Directions:
Repeat the records below exactly as they appear.

Provided entries:
━━━━

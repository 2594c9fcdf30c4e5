//! Phase Clock
//!
//! Derives a proposal's lifecycle phase from elapsed time and the live
//! governance configuration. The phase is never stored: recomputing it
//! on every query means the reported phase cannot drift from the clock,
//! and callers evaluate state at any point without coordination.
//!
//! Phases form a strict forward progression:
//!
//! ```text
//! Pending -> Active -> Defeated                        (terminal)
//!                   \-> Succeeded -> Executable -> Executed (terminal)
//! ```

use crate::types::{GovernanceConfig, Proposal, ProposalPhase, Timestamp};

/// Derive the current phase of a proposal.
///
/// Pure function of `(proposal, config, now)`. Quorum and timing are
/// read from the config at evaluation time, so an amended quorum applies
/// to proposals still in flight.
pub fn phase_of(proposal: &Proposal, config: &GovernanceConfig, now: Timestamp) -> ProposalPhase {
    if proposal.executed {
        return ProposalPhase::Executed;
    }

    if now < proposal.voting_starts_at(config) {
        return ProposalPhase::Pending;
    }

    if now < proposal.voting_ends_at(config) {
        return ProposalPhase::Active;
    }

    // Voting has closed: the tallies are final.
    if !proposal.passed(config) {
        return ProposalPhase::Defeated;
    }

    if now < proposal.executable_at(config) {
        ProposalPhase::Succeeded
    } else {
        // The execution window never expires: a succeeded proposal stays
        // executable until it is actually executed.
        ProposalPhase::Executable
    }
}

━━━━

Exercise output:
repository 2594c9fcdf30c4e5
//! Phase Clock
//!
//! Derives a proposal's lifecycle phase from elapsed time and the live
//! governance configuration. The phase is never stored: recomputing it
//! on every query means the reported phase cannot drift from the clock,
//! and callers evaluate state at any point without coordination.
//!
//! Phases form a strict forward progression:
//!
//! ```text
//! Pending -> Active -> Defeated                        (terminal)
//!                   \-> Succeeded -> Executable -> Executed (terminal)
//! ```

use crate::types::{GovernanceConfig, Proposal, ProposalPhase, Timestamp};

/// Derive the current phase of a proposal.
///
/// Pure function of `(proposal, config, now)`. Quorum and timing are
/// read from the config at evaluation time, so an amended quorum applies
/// to proposals still in flight.
pub fn phase_of(proposal: &Proposal, config: &GovernanceConfig, now: Timestamp) -> ProposalPhase {
    if proposal.executed {
        return ProposalPhase::Executed;
    }

    if now < proposal.voting_starts_at(config) {
        return ProposalPhase::Pending;
    }

    if now < proposal.voting_ends_at(config) {
        return ProposalPhase::Active;
    }

    // Voting has closed: the tallies are final.
    if !proposal.passed(config) {
        return ProposalPhase::Defeated;
    }

    if now < proposal.executable_at(config) {
        ProposalPhase::Succeeded
    } else {
        // The execution window never expires: a succeeded proposal stays
        // executable until it is actually executed.
        ProposalPhase::Executable
    }
}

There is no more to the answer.